───── RECORDED DATA ─────
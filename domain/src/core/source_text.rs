//! Source text value object

use super::error::DomainError;
use serde::{Deserialize, Serialize};

/// Text submitted for translation (Value Object)
///
/// Guaranteed non-blank. The content is kept verbatim, including leading
/// and trailing whitespace, because formatting is part of what the
/// translation must preserve.
#[derive(Debug, Clone, PartialEq, Eq, Serialize, Deserialize)]
#[serde(try_from = "String", into = "String")]
pub struct SourceText {
    content: String,
}

impl SourceText {
    /// Create a new source text, rejecting empty or whitespace-only input
    pub fn new(content: impl Into<String>) -> Result<Self, DomainError> {
        let content = content.into();
        if content.trim().is_empty() {
            return Err(DomainError::EmptySourceText);
        }
        Ok(Self { content })
    }

    /// Get the text content
    pub fn content(&self) -> &str {
        &self.content
    }

    /// Consume and return the inner content
    pub fn into_content(self) -> String {
        self.content
    }

    /// Number of Unicode scalar values in the text
    pub fn char_count(&self) -> usize {
        self.content.chars().count()
    }

    /// Whether the text contains no alphabetic characters at all
    /// (numbers, punctuation, markup only).
    pub fn is_non_linguistic(&self) -> bool {
        !self.content.chars().any(char::is_alphabetic)
    }
}

impl std::fmt::Display for SourceText {
    fn fmt(&self, f: &mut std::fmt::Formatter<'_>) -> std::fmt::Result {
        write!(f, "{}", self.content)
    }
}

impl TryFrom<String> for SourceText {
    type Error = DomainError;

    fn try_from(s: String) -> Result<Self, Self::Error> {
        SourceText::new(s)
    }
}

impl TryFrom<&str> for SourceText {
    type Error = DomainError;

    fn try_from(s: &str) -> Result<Self, Self::Error> {
        SourceText::new(s)
    }
}

impl From<SourceText> for String {
    fn from(text: SourceText) -> Self {
        text.content
    }
}
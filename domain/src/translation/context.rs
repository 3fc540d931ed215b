//! Request-scoped translation state
//!
//! A [`TranslationContext`] is owned by exactly one pipeline run. Agents only
//! read it; the orchestrator mutates it through the guarded methods below,
//! which keep the following true at all times:
//!
//! - the review history is append-only
//! - the analysis is written at most once
//! - a draft exists whenever the status is `Reviewing`, `Optimizing` or `Passed`
//! - nothing changes once the status is terminal

use super::params::GenerationParams;
use super::status::TranslationStatus;
use crate::analysis::AnalysisResult;
use crate::core::error::DomainError;
use crate::core::source_text::SourceText;
use crate::optimization::OptimizationSuggestions;
use crate::review::ReviewResult;
use serde::Serialize;

#[derive(Debug, Clone, Serialize)]
pub struct TranslationContext {
    source_text: SourceText,
    target_language: String,
    generation_params: GenerationParams,
    analysis: Option<AnalysisResult>,
    current_translation: Option<String>,
    review_history: Vec<ReviewResult>,
    latest_suggestions: Option<OptimizationSuggestions>,
    iteration_count: u32,
    status: TranslationStatus,
}

impl TranslationContext {
    pub fn new(
        source_text: SourceText,
        target_language: impl Into<String>,
        generation_params: GenerationParams,
    ) -> Result<Self, DomainError> {
        let target_language = target_language.into().trim().to_string();
        if target_language.is_empty() {
            return Err(DomainError::EmptyTargetLanguage);
        }
        generation_params.validate()?;

        Ok(Self {
            source_text,
            target_language,
            generation_params,
            analysis: None,
            current_translation: None,
            review_history: Vec::new(),
            latest_suggestions: None,
            iteration_count: 0,
            status: TranslationStatus::Pending,
        })
    }

    // ==================== Accessors ====================

    pub fn source_text(&self) -> &SourceText {
        &self.source_text
    }

    pub fn target_language(&self) -> &str {
        &self.target_language
    }

    pub fn generation_params(&self) -> &GenerationParams {
        &self.generation_params
    }

    pub fn analysis(&self) -> Option<&AnalysisResult> {
        self.analysis.as_ref()
    }

    pub fn current_translation(&self) -> Option<&str> {
        self.current_translation.as_deref()
    }

    pub fn review_history(&self) -> &[ReviewResult] {
        &self.review_history
    }

    /// The most recent review; earlier ones never feed a retry
    pub fn latest_review(&self) -> Option<&ReviewResult> {
        self.review_history.last()
    }

    pub fn latest_suggestions(&self) -> Option<&OptimizationSuggestions> {
        self.latest_suggestions.as_ref()
    }

    pub fn iteration_count(&self) -> u32 {
        self.iteration_count
    }

    pub fn status(&self) -> TranslationStatus {
        self.status
    }

    pub fn is_terminal(&self) -> bool {
        self.status.is_terminal()
    }

    /// True once at least one optimize/retranslate cycle has started
    pub fn is_retry(&self) -> bool {
        self.iteration_count > 0
    }

    // ==================== Guarded mutators ====================

    fn ensure_live(&self) -> Result<(), DomainError> {
        if self.status.is_terminal() {
            return Err(DomainError::TerminalContext(self.status));
        }
        Ok(())
    }

    /// Move to `to`, returning the previous status
    pub fn transition(&mut self, to: TranslationStatus) -> Result<TranslationStatus, DomainError> {
        self.ensure_live()?;
        if !self.status.can_transition_to(to) {
            return Err(DomainError::InvalidTransition {
                from: self.status,
                to,
            });
        }
        let needs_draft = matches!(
            to,
            TranslationStatus::Reviewing | TranslationStatus::Optimizing | TranslationStatus::Passed
        );
        if needs_draft && self.current_translation.is_none() {
            return Err(DomainError::ContractViolation(format!(
                "cannot enter {} without a translation",
                to
            )));
        }

        let from = self.status;
        self.status = to;
        Ok(from)
    }

    pub fn set_analysis(&mut self, analysis: AnalysisResult) -> Result<(), DomainError> {
        self.ensure_live()?;
        if self.analysis.is_some() {
            return Err(DomainError::ContractViolation(
                "analysis is already set".to_string(),
            ));
        }
        self.analysis = Some(analysis);
        Ok(())
    }

    pub fn set_translation(&mut self, translation: impl Into<String>) -> Result<(), DomainError> {
        self.ensure_live()?;
        let translation = translation.into();
        if translation.trim().is_empty() {
            return Err(DomainError::ContractViolation(
                "translation is empty".to_string(),
            ));
        }
        self.current_translation = Some(translation);
        Ok(())
    }

    pub fn record_review(&mut self, review: ReviewResult) -> Result<(), DomainError> {
        self.ensure_live()?;
        self.review_history.push(review);
        Ok(())
    }

    pub fn set_suggestions(
        &mut self,
        suggestions: OptimizationSuggestions,
    ) -> Result<(), DomainError> {
        self.ensure_live()?;
        self.latest_suggestions = Some(suggestions);
        Ok(())
    }

    /// Start another optimize/retranslate cycle, returning the new count.
    ///
    /// Fails once `max_iterations` cycles have been used.
    pub fn begin_iteration(&mut self, max_iterations: u32) -> Result<u32, DomainError> {
        self.ensure_live()?;
        if self.iteration_count >= max_iterations {
            return Err(DomainError::ContractViolation(format!(
                "iteration budget of {} exhausted",
                max_iterations
            )));
        }
        self.iteration_count += 1;
        Ok(self.iteration_count)
    }
}

#[cfg(test)]
mod tests {
    use super::*;
    use crate::review::{Evaluation, SubScores};

    fn context() -> TranslationContext {
        TranslationContext::new(
            SourceText::new("Hello, %s!").unwrap(),
            "French",
            GenerationParams::default(),
        )
        .unwrap()
    }

    fn review(composite: u32, passed: bool) -> ReviewResult {
        ReviewResult::new(
            SubScores::uniform(composite as i32),
            Evaluation { composite, passed },
            vec![],
        )
    }

    #[test]
    fn test_new_validates() {
        let source = SourceText::new("Hi").unwrap();
        assert_eq!(
            TranslationContext::new(source.clone(), "  ", GenerationParams::default()).unwrap_err(),
            DomainError::EmptyTargetLanguage
        );
        let bad = GenerationParams {
            temperature: 5.0,
            top_p: 0.1,
        };
        assert!(matches!(
            TranslationContext::new(source, "French", bad),
            Err(DomainError::InvalidGenerationParams(_))
        ));
    }

    #[test]
    fn test_reviewing_requires_draft() {
        let mut ctx = context();
        ctx.transition(TranslationStatus::Analyzing).unwrap();
        ctx.transition(TranslationStatus::Translating).unwrap();
        assert!(matches!(
            ctx.transition(TranslationStatus::Reviewing),
            Err(DomainError::ContractViolation(_))
        ));

        ctx.set_translation("Bonjour, %s !").unwrap();
        assert_eq!(
            ctx.transition(TranslationStatus::Reviewing),
            Ok(TranslationStatus::Translating)
        );
    }

    #[test]
    fn test_invalid_transition() {
        let mut ctx = context();
        assert_eq!(
            ctx.transition(TranslationStatus::Translating),
            Err(DomainError::InvalidTransition {
                from: TranslationStatus::Pending,
                to: TranslationStatus::Translating,
            })
        );
    }

    #[test]
    fn test_analysis_set_once() {
        let mut ctx = context();
        ctx.set_analysis(AnalysisResult::low_confidence()).unwrap();
        assert!(ctx.set_analysis(AnalysisResult::low_confidence()).is_err());
    }

    #[test]
    fn test_iteration_budget() {
        let mut ctx = context();
        assert_eq!(ctx.begin_iteration(2), Ok(1));
        assert_eq!(ctx.begin_iteration(2), Ok(2));
        assert!(ctx.begin_iteration(2).is_err());
        assert_eq!(ctx.iteration_count(), 2);
        assert!(ctx.begin_iteration(0).is_err());
    }

    #[test]
    fn test_history_append_only_and_latest() {
        let mut ctx = context();
        ctx.record_review(review(70, false)).unwrap();
        ctx.record_review(review(75, false)).unwrap();
        assert_eq!(ctx.review_history().len(), 2);
        assert_eq!(ctx.latest_review().map(|r| r.composite), Some(75));
    }

    #[test]
    fn test_terminal_context_is_frozen() {
        let mut ctx = context();
        ctx.transition(TranslationStatus::FailedError).unwrap();

        let frozen = DomainError::TerminalContext(TranslationStatus::FailedError);
        assert_eq!(ctx.set_translation("x"), Err(frozen.clone()));
        assert_eq!(ctx.record_review(review(90, true)), Err(frozen.clone()));
        assert_eq!(ctx.begin_iteration(3), Err(frozen.clone()));
        assert_eq!(ctx.transition(TranslationStatus::Analyzing), Err(frozen));
        assert!(ctx.review_history().is_empty());
    }
}
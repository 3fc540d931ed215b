//! Raw TOML configuration data types
//!
//! These structs represent the exact structure of the TOML config file.
//! They are deserialized directly and use domain types where appropriate.

mod generation;
mod model;
mod output;
mod pipeline;

pub use generation::FileGenerationConfig;
pub use model::FileModelConfig;
pub use output::FileOutputConfig;
pub use pipeline::FilePipelineConfig;

use serde::{Deserialize, Serialize};
use thiserror::Error;
use transcrew_application::{PipelineConfig, PipelineConfigError};
use transcrew_domain::{DomainError, GenerationParams};

/// Configuration validation errors
#[derive(Debug, Error)]
pub enum ConfigValidationError {
    #[error("[pipeline] {0}")]
    Pipeline(#[from] PipelineConfigError),

    #[error("[generation] {0}")]
    Generation(DomainError),

    #[error("generation.target_language cannot be empty")]
    EmptyTargetLanguage,

    #[error("model.model cannot be empty")]
    EmptyModelName,

    #[error("model.base_url cannot be empty")]
    EmptyBaseUrl,

    #[error("model.timeout_seconds cannot be 0")]
    InvalidTimeout,

    #[error("model.max_tokens cannot be 0")]
    InvalidMaxTokens,
}

/// Complete file configuration (raw TOML structure)
#[derive(Debug, Clone, Default, PartialEq, Serialize, Deserialize)]
#[serde(default)]
pub struct FileConfig {
    /// Quality gate and iteration policy
    pub pipeline: FilePipelineConfig,
    /// Default sampling parameters and target language
    pub generation: FileGenerationConfig,
    /// Chat-completions endpoint and credentials
    pub model: FileModelConfig,
    /// Output settings
    pub output: FileOutputConfig,
}

impl FileConfig {
    /// Validate the entire configuration, stopping at the first problem.
    pub fn validate(&self) -> Result<(), ConfigValidationError> {
        self.to_pipeline_config()?;
        self.generation_params()?;
        if self.generation.target_language.trim().is_empty() {
            return Err(ConfigValidationError::EmptyTargetLanguage);
        }
        self.model.validate()
    }

    /// Build the shared pipeline configuration
    pub fn to_pipeline_config(&self) -> Result<PipelineConfig, ConfigValidationError> {
        Ok(self.pipeline.to_pipeline_config()?)
    }

    /// Default generation parameters for requests that don't set their own
    pub fn generation_params(&self) -> Result<GenerationParams, ConfigValidationError> {
        GenerationParams::new(self.generation.temperature, self.generation.top_p)
            .map_err(ConfigValidationError::Generation)
    }
}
─────
_WHAT THE EXERCISE ASKS:_ Line tally for "bool": say how many lines of the records above contain it, and give nothing but the number.

_TASK OUTPUT:_ 4